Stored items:
---

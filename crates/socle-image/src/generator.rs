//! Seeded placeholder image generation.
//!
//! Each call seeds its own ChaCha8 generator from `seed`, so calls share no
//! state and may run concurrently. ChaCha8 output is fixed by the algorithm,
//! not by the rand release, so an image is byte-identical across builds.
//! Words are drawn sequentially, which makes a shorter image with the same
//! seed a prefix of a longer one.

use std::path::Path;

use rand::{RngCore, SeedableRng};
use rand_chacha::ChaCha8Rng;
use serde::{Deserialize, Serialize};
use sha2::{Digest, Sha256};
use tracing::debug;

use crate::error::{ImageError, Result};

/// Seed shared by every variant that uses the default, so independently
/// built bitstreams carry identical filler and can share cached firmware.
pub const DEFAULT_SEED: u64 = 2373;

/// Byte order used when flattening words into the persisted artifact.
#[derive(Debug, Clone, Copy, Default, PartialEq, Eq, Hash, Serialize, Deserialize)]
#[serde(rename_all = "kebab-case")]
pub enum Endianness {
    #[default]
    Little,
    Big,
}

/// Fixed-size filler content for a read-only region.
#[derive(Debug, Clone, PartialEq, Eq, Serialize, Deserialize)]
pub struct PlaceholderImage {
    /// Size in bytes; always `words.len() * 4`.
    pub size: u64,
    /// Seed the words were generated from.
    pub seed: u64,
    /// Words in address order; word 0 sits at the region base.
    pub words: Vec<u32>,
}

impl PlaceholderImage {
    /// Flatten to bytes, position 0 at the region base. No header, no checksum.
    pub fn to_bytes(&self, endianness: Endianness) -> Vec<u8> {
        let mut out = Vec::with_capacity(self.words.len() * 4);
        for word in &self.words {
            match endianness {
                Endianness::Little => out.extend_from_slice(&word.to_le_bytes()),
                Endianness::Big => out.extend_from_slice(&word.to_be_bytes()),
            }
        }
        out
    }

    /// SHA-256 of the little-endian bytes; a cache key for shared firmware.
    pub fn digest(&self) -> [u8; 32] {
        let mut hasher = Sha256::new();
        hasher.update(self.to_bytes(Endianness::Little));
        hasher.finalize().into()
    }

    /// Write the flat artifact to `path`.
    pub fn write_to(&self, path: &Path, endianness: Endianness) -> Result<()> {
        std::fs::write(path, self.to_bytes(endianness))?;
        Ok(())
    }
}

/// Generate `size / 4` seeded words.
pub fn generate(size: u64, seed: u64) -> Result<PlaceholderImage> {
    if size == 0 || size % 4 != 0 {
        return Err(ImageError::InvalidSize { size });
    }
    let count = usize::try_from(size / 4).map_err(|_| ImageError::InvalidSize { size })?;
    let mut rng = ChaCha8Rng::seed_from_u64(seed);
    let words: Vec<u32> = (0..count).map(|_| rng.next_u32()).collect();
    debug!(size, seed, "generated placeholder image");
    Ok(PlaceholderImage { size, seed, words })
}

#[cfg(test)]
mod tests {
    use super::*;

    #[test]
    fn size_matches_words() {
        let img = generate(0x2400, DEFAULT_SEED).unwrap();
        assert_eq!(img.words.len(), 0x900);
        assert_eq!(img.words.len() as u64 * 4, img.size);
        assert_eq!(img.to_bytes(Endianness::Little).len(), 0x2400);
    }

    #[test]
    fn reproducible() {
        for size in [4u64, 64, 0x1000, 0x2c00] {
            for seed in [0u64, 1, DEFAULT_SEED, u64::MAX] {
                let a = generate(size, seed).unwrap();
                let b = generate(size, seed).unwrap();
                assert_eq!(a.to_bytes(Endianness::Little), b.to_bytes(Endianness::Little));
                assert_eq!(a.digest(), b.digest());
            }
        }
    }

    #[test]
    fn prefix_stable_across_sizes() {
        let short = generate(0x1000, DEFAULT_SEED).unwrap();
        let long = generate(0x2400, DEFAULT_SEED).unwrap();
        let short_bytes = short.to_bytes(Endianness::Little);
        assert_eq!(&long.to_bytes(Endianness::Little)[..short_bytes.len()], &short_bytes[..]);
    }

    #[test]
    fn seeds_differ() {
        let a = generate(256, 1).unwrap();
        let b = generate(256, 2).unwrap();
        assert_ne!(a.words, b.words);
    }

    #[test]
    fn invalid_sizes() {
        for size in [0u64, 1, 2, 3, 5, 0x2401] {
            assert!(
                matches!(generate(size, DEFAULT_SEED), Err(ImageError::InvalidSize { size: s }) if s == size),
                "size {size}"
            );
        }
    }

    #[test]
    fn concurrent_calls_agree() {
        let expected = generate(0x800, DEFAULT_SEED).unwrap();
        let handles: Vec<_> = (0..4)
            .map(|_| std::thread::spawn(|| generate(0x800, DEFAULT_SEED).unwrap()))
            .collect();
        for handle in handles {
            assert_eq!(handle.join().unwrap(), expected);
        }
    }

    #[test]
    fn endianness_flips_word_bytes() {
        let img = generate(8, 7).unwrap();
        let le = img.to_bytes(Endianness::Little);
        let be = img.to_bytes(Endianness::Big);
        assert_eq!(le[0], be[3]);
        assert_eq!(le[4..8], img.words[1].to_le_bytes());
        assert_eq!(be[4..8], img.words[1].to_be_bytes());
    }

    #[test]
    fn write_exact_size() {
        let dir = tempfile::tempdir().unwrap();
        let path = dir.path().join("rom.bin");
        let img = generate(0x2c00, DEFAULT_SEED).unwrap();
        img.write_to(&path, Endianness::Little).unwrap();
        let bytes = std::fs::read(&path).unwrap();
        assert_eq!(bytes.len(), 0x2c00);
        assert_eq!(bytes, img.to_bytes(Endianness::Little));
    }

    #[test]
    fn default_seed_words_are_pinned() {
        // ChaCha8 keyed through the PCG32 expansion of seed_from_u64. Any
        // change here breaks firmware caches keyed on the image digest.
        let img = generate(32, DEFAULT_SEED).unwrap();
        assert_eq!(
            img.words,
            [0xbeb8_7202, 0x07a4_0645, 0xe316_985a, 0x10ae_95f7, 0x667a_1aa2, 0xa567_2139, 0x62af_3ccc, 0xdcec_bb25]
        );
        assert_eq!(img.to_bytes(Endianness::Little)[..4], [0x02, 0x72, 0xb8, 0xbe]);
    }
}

---

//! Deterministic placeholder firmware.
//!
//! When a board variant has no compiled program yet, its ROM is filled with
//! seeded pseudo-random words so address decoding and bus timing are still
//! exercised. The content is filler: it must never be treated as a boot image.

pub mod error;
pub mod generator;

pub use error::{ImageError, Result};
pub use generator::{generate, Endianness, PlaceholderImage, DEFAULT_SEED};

---

> [Task to complete]: Go through the data above and copy each line that holds the word "generator".

> [Finished task]:
filename crates/socle-image/src/generator.rs
//! Each call seeds its own ChaCha8 generator from `seed`, so calls share no
pub mod generator;
pub use generator::{generate, Endianness, PlaceholderImage, DEFAULT_SEED};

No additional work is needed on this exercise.